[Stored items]
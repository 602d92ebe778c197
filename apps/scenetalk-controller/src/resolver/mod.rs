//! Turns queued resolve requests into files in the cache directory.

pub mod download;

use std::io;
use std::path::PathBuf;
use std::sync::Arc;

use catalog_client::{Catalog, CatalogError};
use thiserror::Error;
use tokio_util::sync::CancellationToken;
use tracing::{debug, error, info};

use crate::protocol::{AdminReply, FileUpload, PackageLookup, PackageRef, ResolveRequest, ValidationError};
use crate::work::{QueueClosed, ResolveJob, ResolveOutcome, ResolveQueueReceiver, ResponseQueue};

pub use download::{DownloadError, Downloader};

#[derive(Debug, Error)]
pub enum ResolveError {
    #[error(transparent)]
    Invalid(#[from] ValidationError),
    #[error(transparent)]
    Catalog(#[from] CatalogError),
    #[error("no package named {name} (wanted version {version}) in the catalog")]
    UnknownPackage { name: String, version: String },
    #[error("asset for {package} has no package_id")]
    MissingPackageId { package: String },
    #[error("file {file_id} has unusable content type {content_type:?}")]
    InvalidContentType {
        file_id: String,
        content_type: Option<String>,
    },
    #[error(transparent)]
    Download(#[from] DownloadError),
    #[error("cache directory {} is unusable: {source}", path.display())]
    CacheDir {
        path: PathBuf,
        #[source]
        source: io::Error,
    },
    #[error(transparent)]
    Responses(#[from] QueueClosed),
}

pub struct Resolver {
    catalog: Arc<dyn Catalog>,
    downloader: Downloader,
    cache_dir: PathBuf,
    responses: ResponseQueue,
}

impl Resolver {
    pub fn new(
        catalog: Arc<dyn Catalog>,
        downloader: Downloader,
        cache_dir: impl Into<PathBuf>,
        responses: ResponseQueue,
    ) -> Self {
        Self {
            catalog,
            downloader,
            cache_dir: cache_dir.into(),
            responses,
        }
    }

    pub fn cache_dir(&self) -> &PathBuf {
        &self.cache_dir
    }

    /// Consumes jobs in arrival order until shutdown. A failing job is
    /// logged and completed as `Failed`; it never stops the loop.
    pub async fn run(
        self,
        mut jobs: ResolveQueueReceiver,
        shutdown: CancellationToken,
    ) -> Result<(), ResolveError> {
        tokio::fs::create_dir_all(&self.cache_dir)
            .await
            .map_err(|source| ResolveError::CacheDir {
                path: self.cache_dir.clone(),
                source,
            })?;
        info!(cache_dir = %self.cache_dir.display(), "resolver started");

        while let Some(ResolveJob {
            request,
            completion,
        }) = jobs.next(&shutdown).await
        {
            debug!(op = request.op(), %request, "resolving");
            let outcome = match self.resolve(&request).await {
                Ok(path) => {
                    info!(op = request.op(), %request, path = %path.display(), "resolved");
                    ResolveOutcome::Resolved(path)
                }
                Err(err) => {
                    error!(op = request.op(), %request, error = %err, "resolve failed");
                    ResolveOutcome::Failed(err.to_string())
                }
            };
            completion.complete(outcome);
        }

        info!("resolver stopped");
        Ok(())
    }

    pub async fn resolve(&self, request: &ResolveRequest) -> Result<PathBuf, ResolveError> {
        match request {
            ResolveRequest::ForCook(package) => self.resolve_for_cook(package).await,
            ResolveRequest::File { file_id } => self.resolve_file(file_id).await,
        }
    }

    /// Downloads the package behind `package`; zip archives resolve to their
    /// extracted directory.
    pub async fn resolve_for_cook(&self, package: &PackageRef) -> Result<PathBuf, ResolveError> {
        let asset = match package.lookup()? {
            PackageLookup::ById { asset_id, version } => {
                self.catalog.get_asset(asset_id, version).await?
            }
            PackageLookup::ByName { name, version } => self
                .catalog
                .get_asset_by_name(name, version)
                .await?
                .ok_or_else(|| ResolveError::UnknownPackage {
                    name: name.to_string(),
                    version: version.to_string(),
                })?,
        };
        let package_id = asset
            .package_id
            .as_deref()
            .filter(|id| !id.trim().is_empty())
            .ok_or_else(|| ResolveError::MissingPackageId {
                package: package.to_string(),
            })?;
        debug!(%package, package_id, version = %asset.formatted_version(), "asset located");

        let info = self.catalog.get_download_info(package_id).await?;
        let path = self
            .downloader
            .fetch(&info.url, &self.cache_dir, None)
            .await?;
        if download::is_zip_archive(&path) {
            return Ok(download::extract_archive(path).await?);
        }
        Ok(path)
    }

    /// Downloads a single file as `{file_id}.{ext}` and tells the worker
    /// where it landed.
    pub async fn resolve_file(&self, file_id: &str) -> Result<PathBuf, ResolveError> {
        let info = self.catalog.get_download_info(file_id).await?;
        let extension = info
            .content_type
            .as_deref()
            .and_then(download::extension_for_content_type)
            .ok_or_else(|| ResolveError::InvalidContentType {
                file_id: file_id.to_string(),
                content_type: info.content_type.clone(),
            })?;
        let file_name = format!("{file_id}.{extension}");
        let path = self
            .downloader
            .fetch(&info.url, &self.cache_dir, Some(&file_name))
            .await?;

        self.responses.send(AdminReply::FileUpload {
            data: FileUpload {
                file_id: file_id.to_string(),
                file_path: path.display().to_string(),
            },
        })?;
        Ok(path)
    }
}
...
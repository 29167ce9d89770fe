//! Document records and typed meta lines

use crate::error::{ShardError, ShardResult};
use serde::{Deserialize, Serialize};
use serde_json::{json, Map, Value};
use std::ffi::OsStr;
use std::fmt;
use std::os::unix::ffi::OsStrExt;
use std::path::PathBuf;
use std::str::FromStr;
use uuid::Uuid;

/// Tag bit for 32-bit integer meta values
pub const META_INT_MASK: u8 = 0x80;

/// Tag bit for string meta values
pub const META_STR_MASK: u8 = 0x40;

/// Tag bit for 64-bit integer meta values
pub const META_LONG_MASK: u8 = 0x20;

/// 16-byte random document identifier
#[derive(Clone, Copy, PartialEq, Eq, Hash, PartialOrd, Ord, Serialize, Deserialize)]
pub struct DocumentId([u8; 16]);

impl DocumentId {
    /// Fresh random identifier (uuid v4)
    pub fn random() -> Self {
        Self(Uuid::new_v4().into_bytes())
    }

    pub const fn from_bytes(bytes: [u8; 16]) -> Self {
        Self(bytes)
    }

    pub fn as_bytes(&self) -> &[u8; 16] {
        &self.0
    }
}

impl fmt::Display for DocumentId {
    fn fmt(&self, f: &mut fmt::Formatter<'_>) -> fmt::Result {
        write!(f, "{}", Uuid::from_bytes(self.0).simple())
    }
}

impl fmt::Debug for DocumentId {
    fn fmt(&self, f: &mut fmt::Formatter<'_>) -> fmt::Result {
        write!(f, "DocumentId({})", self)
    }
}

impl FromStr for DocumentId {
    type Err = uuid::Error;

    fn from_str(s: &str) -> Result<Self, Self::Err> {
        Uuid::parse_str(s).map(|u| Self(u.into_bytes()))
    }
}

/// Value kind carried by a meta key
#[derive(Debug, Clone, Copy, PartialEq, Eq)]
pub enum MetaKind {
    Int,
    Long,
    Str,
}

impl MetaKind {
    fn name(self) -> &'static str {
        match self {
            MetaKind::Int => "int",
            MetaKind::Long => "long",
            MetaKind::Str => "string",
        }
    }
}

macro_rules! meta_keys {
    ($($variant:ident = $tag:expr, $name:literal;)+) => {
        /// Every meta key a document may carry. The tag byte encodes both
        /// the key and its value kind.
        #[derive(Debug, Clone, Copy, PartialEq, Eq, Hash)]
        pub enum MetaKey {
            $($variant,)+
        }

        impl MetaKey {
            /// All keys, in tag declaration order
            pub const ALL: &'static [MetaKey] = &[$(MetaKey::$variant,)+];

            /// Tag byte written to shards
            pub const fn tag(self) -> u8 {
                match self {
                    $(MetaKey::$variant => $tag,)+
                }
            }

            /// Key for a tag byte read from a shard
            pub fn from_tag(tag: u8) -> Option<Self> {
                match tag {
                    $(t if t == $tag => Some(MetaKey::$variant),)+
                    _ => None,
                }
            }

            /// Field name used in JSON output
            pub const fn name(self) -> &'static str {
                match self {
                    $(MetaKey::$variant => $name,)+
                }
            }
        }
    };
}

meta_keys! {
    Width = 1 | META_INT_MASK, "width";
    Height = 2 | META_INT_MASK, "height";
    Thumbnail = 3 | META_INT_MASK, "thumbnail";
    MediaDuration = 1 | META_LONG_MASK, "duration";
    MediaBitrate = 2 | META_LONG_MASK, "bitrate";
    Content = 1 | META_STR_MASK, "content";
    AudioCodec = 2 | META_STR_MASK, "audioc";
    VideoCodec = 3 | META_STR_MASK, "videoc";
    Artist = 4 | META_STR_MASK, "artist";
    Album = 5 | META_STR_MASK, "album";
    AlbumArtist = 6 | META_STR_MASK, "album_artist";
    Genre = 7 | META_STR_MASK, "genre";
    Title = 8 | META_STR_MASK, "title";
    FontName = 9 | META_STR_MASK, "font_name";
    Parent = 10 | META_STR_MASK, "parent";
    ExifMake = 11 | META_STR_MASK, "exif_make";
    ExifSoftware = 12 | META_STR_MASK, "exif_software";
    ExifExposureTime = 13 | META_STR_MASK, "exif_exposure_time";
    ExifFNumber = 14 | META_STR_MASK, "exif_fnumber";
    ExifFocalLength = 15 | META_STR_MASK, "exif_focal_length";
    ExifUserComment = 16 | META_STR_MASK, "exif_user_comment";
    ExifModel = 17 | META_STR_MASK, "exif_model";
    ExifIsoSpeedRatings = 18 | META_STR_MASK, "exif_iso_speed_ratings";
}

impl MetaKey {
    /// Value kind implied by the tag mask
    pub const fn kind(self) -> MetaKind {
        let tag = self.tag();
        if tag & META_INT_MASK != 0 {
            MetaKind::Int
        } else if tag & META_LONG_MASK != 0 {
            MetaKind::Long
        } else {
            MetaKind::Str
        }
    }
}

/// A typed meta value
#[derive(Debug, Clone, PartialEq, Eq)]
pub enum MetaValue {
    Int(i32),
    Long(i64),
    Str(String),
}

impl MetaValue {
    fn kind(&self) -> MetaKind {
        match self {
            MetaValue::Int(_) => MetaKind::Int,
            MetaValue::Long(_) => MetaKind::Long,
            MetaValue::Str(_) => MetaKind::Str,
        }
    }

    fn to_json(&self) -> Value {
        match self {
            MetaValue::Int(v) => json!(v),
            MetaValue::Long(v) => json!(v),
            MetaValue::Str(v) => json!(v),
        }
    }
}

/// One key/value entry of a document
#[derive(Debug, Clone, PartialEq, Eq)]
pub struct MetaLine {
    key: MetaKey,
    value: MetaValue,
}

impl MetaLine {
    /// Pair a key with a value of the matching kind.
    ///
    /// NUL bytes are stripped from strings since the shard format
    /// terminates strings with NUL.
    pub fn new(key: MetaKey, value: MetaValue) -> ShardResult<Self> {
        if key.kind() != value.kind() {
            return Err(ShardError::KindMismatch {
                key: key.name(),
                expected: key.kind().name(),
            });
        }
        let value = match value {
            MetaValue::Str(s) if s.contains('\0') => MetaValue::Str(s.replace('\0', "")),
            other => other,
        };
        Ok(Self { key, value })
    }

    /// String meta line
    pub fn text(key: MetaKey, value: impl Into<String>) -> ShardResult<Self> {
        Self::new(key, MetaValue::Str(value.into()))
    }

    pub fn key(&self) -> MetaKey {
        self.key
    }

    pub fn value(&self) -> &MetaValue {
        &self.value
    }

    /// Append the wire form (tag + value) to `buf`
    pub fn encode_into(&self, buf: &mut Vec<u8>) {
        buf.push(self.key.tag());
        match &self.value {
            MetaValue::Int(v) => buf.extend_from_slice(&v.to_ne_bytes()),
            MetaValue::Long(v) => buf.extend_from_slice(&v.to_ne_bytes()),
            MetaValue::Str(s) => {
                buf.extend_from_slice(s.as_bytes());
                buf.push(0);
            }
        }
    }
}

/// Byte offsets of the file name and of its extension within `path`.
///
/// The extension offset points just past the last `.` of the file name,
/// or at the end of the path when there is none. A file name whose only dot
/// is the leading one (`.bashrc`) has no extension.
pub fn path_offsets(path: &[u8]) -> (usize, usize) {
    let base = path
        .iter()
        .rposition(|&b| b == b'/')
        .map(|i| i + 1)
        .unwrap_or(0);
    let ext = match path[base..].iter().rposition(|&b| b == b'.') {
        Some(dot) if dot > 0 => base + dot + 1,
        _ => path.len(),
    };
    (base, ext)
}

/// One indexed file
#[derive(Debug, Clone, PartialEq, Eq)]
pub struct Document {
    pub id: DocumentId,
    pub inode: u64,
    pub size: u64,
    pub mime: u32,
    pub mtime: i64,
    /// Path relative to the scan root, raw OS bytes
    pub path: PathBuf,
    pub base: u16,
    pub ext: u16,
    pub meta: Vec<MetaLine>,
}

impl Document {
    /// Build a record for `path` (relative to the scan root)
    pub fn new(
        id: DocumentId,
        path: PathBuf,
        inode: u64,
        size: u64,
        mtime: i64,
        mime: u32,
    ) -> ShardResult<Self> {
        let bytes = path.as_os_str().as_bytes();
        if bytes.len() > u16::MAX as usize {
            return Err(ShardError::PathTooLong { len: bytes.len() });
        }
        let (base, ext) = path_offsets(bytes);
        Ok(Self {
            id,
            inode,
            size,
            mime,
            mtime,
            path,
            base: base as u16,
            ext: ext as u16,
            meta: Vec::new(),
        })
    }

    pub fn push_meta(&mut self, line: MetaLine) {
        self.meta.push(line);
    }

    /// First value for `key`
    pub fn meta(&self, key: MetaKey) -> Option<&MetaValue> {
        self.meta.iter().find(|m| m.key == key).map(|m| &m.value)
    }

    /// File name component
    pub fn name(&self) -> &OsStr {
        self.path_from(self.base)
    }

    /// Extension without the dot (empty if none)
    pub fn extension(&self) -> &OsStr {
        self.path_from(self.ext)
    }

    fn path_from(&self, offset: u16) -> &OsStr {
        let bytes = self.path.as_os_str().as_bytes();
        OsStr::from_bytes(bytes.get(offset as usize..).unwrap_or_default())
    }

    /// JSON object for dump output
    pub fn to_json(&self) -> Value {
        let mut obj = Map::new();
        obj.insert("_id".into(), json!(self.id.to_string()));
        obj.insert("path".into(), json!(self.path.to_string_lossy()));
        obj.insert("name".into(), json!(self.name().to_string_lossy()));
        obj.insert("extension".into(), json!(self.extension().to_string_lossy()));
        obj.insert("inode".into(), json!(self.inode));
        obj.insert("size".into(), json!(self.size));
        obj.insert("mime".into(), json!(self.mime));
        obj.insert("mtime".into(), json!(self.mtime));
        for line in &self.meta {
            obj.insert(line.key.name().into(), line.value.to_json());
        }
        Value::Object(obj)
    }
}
==
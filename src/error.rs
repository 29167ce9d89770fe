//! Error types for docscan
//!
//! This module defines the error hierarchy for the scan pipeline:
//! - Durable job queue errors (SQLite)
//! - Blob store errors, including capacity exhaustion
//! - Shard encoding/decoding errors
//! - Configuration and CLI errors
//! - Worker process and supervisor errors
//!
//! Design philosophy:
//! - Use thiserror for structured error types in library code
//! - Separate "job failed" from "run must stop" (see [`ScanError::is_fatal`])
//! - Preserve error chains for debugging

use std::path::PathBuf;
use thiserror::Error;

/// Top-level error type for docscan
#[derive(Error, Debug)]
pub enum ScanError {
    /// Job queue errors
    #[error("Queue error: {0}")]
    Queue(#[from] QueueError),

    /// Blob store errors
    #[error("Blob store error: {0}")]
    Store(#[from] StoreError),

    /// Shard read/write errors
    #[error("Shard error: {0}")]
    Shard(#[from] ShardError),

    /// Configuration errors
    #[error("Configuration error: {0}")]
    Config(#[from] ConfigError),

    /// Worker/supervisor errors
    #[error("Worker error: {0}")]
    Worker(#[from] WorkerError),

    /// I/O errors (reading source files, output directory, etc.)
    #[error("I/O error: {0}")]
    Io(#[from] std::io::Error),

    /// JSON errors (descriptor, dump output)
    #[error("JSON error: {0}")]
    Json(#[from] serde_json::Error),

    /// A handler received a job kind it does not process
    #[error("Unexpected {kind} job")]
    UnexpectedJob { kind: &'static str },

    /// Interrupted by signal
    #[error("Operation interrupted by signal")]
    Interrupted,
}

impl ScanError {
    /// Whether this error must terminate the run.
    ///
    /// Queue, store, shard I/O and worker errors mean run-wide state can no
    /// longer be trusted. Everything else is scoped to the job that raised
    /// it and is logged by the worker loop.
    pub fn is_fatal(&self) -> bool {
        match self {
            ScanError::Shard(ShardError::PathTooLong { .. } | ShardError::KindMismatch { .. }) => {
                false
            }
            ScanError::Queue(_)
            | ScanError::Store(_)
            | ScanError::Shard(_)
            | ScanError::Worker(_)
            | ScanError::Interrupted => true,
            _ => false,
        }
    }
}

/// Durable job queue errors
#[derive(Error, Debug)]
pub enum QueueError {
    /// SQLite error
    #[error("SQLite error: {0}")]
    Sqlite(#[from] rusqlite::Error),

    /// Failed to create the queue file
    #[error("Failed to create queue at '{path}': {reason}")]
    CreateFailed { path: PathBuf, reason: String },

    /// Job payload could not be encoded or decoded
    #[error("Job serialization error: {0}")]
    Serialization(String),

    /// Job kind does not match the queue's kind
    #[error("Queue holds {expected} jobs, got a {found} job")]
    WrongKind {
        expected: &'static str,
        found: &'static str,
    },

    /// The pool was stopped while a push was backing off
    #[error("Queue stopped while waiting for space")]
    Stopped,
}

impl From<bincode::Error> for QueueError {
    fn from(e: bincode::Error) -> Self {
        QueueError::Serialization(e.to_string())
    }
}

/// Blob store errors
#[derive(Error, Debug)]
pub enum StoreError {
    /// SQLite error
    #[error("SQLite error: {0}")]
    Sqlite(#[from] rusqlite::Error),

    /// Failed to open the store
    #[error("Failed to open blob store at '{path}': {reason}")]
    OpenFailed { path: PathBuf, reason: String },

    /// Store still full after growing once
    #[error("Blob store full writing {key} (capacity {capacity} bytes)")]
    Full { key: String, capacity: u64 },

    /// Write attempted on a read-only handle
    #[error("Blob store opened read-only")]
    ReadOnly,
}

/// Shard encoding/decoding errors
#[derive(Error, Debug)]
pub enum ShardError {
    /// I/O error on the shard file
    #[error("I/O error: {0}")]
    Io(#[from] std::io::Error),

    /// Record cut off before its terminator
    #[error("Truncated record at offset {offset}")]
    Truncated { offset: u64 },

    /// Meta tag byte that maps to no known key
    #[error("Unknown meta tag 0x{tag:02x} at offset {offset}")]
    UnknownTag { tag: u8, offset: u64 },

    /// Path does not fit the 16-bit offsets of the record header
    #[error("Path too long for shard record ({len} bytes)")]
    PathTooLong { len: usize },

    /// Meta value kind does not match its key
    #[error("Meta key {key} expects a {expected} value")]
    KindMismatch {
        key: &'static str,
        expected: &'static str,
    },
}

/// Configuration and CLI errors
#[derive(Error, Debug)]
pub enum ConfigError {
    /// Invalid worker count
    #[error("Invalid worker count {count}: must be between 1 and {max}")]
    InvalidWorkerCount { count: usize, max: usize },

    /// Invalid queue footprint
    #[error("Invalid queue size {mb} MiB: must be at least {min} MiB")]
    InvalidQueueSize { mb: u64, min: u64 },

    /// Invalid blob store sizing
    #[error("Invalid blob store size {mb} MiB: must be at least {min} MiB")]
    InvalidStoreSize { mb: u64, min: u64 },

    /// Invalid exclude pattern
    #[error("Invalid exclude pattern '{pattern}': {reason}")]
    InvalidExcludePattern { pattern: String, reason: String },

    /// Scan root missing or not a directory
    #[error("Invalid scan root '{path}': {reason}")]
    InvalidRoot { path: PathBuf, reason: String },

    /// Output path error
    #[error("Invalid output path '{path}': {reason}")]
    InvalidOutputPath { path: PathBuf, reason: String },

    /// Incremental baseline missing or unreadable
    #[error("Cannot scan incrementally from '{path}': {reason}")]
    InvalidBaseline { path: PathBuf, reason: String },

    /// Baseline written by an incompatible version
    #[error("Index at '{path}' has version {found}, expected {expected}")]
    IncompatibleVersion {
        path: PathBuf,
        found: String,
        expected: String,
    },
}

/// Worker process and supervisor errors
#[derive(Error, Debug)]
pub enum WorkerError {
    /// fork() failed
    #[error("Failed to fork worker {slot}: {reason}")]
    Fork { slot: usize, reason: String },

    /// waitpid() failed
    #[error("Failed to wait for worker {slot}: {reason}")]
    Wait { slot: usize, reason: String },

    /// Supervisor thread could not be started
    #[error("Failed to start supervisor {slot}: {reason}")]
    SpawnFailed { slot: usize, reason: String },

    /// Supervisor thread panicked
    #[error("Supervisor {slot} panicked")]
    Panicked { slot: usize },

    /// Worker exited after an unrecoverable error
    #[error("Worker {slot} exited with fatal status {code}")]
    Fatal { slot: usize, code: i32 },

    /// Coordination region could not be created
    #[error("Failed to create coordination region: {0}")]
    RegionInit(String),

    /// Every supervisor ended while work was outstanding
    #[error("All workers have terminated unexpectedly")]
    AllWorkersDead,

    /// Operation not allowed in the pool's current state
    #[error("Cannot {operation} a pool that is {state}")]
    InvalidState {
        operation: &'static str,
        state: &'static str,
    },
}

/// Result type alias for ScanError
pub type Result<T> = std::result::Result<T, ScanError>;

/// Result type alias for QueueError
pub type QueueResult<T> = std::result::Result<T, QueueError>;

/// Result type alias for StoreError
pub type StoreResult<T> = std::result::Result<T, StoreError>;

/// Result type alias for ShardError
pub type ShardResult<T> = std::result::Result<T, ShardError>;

EXERCISE DETAILS
Retrieve every line above holding the word "CancellationToken".

RESULT
use tokio_util::sync::CancellationToken;
        shutdown: CancellationToken,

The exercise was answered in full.